Exercise prompt |
All lines of the listing that contain "another" should be shown in full.

>>>>>

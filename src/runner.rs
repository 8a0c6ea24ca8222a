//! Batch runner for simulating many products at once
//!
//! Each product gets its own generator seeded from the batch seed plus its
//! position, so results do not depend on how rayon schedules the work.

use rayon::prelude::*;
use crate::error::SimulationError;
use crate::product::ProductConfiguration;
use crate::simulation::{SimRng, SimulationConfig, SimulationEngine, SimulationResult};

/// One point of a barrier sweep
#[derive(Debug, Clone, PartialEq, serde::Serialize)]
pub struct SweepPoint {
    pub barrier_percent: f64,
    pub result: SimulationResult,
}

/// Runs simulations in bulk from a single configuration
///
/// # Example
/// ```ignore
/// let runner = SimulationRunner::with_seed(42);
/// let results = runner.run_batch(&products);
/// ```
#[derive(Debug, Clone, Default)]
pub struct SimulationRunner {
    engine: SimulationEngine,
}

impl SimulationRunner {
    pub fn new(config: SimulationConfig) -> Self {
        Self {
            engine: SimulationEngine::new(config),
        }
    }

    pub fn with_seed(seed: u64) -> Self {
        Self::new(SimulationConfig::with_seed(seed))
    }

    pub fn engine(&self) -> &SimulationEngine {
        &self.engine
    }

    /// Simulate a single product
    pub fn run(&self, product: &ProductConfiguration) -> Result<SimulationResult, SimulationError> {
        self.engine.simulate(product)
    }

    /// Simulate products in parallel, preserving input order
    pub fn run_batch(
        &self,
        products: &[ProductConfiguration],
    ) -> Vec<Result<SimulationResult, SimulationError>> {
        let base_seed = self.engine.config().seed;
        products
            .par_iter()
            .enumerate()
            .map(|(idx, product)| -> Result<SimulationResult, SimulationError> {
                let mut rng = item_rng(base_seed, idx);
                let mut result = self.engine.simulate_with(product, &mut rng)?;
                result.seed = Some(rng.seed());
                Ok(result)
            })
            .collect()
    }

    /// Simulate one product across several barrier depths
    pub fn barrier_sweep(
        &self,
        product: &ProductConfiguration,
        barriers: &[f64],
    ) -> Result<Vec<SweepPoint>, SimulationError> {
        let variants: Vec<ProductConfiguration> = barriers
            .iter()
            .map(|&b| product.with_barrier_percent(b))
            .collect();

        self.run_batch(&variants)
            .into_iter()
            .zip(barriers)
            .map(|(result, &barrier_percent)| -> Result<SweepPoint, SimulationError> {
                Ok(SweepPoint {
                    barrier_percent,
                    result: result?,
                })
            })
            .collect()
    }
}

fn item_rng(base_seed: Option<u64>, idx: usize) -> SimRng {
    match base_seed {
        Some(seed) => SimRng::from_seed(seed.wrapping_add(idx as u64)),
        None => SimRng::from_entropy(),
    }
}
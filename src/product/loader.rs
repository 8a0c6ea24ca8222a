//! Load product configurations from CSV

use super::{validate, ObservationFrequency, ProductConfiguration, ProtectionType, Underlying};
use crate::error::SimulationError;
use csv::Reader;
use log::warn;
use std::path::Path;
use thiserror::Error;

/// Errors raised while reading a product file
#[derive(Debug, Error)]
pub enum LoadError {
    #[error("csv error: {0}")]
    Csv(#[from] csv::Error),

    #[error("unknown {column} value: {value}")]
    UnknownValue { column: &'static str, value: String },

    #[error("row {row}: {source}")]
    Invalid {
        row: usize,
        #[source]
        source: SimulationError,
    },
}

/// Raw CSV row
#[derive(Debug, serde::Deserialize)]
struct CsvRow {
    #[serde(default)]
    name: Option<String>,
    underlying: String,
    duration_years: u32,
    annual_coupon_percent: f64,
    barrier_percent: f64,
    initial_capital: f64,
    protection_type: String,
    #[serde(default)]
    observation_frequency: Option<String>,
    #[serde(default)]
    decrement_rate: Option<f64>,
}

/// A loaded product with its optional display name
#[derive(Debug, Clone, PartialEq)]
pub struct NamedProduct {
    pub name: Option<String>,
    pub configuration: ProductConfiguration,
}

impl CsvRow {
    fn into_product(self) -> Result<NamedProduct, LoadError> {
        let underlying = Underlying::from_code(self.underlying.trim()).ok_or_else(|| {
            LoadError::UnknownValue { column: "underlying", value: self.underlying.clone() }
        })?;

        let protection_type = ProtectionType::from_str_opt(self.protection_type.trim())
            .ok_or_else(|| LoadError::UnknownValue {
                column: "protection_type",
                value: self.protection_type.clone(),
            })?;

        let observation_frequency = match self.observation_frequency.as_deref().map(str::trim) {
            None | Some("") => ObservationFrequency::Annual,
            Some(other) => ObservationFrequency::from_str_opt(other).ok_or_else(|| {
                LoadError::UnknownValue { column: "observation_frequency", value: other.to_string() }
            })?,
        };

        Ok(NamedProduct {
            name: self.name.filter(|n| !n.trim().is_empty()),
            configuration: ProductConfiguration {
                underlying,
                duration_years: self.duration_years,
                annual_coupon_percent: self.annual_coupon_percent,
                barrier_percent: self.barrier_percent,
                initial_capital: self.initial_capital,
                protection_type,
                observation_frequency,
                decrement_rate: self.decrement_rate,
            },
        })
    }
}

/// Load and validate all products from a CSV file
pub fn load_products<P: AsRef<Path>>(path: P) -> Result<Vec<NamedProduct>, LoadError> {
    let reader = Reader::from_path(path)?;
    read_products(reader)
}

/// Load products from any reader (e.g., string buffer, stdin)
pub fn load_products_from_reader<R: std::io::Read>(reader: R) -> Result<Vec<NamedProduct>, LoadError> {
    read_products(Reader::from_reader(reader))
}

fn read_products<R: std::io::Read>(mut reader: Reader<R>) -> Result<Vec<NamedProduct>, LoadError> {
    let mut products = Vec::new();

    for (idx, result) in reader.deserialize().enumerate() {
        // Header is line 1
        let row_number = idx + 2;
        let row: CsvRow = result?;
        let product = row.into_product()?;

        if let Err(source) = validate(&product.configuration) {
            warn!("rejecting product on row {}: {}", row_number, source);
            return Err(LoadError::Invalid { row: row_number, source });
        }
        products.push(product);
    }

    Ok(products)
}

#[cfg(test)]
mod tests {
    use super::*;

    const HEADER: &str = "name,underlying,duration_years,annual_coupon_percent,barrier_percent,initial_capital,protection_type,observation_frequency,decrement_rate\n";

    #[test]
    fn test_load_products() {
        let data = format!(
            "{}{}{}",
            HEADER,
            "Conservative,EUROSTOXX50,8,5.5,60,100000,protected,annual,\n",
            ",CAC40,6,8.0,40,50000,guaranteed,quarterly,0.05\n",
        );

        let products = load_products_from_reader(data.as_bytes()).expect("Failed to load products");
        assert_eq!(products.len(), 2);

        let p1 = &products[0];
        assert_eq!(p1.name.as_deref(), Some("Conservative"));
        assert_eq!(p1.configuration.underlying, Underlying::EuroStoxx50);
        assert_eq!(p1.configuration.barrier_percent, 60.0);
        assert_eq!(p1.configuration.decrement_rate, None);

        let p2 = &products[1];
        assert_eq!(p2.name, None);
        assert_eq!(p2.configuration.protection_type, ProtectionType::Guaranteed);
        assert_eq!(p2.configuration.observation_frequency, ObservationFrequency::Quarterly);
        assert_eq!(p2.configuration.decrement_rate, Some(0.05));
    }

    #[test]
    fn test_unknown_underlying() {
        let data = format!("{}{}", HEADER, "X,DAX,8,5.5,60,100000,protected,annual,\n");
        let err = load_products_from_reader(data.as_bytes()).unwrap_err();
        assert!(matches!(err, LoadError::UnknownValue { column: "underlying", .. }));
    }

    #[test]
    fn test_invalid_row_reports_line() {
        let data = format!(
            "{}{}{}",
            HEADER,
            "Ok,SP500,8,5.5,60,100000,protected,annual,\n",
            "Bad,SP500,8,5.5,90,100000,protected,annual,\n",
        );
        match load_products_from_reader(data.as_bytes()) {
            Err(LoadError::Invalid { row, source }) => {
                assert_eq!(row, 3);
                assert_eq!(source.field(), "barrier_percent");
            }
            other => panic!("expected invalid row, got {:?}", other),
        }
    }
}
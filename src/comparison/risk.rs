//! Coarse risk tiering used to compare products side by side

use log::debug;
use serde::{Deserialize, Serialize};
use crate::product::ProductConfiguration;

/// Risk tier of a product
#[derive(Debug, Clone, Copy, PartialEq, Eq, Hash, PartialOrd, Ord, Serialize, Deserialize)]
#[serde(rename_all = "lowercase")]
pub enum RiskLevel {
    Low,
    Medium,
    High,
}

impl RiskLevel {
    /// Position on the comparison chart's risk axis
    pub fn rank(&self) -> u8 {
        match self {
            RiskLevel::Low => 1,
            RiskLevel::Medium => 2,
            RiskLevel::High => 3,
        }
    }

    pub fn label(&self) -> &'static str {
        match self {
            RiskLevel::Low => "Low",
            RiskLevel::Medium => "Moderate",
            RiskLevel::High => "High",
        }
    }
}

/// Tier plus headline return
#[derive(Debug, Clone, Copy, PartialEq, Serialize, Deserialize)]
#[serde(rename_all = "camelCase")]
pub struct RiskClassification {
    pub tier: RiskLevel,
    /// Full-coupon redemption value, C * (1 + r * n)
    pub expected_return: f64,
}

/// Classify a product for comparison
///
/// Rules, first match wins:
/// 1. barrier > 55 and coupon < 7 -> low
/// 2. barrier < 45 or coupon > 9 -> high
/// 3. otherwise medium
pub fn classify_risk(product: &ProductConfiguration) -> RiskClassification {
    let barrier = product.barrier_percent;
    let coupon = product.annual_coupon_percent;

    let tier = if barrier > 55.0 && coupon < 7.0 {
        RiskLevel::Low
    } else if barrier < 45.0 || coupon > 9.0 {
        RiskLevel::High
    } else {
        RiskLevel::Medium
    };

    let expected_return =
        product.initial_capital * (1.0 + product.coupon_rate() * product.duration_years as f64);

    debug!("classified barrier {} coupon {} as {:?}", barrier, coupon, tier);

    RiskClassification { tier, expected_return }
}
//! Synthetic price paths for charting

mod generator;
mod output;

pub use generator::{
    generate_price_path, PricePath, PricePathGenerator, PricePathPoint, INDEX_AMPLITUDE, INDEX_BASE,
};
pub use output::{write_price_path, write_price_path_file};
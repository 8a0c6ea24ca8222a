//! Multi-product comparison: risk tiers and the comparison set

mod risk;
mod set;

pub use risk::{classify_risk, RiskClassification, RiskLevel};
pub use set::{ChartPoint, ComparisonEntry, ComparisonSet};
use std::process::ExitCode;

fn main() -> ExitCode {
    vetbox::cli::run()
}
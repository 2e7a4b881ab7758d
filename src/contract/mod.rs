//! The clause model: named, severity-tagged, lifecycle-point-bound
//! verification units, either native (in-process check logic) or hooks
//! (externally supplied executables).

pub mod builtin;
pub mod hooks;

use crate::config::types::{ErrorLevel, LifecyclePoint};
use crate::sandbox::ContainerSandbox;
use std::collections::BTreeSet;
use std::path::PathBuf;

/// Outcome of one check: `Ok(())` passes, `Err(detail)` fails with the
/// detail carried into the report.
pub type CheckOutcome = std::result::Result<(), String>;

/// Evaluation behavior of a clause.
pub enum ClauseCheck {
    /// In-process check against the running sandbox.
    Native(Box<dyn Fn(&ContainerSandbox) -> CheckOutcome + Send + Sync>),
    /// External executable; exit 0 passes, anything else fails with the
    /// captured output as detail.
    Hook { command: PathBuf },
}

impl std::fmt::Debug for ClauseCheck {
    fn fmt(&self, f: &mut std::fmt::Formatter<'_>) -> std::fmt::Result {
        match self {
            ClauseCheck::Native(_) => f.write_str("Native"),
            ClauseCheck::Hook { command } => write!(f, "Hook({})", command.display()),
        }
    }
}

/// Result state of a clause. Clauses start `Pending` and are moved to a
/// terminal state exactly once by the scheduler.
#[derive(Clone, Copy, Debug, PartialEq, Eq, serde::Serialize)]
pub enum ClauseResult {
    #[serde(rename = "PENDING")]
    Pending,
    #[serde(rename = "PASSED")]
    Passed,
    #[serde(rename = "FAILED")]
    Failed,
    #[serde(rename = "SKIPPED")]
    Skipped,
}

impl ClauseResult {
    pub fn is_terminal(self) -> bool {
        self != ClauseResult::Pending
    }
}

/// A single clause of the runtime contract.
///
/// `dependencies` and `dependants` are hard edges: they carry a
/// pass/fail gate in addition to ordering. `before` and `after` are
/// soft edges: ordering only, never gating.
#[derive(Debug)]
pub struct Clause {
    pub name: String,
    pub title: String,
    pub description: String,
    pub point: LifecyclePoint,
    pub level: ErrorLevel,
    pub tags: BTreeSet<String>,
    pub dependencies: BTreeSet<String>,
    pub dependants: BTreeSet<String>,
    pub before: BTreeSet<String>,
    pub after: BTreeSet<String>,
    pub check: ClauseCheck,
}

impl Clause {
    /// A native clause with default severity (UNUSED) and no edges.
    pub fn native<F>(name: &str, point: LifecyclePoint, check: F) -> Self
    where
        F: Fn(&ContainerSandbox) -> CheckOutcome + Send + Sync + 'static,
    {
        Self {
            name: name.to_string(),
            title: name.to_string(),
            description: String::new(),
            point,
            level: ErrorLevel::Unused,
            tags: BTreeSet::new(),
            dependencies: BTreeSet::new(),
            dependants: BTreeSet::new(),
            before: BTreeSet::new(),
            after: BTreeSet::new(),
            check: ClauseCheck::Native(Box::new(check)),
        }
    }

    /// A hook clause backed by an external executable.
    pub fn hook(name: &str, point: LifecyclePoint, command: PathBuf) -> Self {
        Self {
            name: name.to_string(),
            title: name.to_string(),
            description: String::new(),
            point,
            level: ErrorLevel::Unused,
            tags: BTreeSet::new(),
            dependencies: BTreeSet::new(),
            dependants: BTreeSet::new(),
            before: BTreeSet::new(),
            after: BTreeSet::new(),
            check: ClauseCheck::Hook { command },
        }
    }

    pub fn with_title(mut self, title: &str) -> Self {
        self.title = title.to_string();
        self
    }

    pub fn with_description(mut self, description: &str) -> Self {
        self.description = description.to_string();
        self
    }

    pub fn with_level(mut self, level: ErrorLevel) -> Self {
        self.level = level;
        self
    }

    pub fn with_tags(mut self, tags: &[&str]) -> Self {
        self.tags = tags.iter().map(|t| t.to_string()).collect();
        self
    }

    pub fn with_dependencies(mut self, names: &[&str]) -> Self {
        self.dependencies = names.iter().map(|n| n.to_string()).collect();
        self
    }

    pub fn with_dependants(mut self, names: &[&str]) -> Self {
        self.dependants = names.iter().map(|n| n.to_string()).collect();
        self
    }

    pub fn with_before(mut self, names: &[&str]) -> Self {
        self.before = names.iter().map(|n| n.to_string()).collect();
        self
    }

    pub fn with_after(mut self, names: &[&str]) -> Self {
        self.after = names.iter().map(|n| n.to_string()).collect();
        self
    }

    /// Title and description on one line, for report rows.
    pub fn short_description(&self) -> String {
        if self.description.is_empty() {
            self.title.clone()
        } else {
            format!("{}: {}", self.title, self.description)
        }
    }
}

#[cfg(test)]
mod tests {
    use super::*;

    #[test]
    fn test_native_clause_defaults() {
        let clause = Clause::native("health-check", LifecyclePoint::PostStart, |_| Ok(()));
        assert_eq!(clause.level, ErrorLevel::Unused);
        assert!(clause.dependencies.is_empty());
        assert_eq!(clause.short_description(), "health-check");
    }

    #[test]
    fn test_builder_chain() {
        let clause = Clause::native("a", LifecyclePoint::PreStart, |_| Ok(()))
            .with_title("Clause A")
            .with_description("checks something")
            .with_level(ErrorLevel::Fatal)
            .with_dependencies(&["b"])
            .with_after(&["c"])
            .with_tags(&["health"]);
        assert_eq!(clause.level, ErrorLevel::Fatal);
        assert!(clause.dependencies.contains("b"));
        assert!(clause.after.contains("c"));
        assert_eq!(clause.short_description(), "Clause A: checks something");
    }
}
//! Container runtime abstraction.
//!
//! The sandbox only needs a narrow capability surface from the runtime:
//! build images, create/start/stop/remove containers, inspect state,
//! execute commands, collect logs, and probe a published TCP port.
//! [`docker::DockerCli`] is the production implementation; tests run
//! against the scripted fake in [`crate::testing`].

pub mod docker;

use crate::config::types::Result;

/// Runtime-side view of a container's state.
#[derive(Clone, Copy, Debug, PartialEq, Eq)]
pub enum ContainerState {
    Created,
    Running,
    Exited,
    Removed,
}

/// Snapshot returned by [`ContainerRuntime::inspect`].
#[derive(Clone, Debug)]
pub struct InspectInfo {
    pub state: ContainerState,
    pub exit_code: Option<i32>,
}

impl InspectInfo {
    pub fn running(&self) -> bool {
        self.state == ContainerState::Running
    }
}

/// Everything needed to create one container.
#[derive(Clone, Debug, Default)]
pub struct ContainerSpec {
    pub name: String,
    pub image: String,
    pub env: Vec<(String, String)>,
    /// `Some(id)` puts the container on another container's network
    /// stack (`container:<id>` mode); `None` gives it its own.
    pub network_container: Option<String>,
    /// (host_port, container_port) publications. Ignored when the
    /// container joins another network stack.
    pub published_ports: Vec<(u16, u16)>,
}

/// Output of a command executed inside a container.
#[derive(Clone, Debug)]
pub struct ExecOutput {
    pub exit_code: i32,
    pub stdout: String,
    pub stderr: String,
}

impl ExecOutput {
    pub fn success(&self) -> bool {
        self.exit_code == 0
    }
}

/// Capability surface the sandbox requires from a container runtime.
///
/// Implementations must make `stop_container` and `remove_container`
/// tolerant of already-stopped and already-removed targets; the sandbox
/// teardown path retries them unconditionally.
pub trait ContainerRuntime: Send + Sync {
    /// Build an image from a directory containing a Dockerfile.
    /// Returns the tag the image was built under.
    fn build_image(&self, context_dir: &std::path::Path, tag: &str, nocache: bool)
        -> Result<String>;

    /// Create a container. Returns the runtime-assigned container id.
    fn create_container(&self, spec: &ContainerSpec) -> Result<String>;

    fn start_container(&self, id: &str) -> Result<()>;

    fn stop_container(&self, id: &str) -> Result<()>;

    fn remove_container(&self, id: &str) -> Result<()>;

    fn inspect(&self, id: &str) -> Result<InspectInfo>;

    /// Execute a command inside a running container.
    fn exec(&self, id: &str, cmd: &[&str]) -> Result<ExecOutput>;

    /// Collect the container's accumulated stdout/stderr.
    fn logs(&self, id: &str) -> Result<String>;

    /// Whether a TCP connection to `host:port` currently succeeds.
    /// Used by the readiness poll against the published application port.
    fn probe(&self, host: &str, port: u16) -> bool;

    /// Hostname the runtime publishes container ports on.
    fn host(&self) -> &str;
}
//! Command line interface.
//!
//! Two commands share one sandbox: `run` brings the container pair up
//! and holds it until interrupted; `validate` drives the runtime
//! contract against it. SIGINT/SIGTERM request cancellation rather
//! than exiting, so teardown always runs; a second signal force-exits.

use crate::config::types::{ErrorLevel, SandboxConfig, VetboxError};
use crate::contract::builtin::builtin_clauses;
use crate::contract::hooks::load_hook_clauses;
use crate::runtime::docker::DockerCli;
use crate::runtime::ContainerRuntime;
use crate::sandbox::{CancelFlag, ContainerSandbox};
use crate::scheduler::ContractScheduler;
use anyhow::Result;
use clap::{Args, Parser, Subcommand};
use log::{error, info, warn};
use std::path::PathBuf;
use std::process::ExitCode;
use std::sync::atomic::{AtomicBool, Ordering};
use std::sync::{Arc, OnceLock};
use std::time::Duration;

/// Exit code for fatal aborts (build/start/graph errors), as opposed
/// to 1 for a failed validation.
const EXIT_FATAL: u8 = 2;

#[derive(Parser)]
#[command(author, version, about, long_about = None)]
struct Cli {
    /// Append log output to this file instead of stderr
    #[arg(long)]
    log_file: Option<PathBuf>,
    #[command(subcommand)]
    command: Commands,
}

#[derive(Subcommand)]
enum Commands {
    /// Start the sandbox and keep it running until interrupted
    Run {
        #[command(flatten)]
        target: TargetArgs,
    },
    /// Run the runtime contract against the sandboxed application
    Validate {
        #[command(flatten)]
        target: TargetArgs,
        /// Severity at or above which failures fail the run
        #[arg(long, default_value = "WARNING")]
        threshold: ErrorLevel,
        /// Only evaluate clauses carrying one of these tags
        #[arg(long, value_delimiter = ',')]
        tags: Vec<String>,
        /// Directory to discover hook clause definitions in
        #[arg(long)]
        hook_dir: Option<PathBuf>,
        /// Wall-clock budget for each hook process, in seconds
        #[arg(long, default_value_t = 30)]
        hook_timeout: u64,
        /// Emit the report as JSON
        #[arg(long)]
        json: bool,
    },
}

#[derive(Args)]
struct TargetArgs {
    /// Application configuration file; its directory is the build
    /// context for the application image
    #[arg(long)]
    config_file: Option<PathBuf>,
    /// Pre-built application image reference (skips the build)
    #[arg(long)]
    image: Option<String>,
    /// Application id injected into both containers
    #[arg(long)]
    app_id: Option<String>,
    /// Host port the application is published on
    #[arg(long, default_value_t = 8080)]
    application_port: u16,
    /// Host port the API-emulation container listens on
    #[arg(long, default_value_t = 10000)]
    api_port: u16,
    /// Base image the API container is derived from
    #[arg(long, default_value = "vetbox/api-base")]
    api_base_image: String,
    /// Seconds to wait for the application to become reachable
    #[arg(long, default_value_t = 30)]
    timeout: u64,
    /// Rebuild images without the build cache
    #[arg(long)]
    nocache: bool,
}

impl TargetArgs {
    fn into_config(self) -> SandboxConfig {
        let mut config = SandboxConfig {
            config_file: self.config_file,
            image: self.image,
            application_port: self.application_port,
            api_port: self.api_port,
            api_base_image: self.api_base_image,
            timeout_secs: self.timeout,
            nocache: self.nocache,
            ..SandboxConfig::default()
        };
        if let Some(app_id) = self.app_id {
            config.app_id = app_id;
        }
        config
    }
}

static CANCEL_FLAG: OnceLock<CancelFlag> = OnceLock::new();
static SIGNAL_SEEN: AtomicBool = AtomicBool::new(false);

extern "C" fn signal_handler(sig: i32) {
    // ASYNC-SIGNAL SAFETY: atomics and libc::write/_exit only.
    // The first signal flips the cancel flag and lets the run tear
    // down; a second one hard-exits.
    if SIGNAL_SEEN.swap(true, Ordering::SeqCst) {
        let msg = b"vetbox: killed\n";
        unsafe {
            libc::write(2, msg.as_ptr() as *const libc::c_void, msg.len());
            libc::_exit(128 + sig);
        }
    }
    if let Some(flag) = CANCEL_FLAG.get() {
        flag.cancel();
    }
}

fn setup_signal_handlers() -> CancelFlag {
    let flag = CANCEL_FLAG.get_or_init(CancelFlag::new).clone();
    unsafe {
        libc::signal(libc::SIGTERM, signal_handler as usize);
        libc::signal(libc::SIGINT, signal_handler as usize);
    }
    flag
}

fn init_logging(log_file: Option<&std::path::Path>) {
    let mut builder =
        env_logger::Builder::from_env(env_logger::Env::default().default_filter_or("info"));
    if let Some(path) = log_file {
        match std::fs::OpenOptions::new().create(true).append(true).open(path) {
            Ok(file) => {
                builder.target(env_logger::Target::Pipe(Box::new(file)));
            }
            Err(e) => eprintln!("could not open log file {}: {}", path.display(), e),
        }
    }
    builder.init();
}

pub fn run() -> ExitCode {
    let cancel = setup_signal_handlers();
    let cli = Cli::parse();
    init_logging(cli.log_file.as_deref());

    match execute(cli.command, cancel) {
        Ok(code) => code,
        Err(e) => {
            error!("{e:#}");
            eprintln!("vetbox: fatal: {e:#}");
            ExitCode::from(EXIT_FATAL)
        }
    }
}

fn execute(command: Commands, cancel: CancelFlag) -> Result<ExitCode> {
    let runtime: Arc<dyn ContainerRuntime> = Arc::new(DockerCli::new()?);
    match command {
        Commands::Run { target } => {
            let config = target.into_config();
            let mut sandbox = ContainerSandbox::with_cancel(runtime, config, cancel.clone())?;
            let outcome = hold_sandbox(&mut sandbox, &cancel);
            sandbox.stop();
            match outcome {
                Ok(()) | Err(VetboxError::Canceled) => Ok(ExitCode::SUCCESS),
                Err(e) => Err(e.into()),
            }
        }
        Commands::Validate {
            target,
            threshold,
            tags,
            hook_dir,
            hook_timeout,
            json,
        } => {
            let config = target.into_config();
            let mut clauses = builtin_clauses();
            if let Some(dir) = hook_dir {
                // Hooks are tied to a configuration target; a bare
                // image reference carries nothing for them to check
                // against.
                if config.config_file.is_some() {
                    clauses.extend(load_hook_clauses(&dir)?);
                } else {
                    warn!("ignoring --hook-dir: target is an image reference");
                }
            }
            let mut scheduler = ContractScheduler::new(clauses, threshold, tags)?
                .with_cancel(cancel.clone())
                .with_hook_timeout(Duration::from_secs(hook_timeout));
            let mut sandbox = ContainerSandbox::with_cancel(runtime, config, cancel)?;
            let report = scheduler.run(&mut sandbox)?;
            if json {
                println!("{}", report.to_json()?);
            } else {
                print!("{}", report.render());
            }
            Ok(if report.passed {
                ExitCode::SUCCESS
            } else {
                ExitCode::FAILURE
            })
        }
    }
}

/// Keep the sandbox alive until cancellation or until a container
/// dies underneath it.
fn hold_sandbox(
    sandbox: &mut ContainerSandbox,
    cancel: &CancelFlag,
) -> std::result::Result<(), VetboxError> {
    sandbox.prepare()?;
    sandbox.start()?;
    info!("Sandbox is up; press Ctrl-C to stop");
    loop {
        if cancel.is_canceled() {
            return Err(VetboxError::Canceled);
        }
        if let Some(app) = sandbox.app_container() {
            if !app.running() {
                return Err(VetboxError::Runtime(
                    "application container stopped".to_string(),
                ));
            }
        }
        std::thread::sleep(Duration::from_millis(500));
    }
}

<<<<<

Problem solution |
    /// `Some(id)` puts the container on another container's network
    /// container joins another network stack.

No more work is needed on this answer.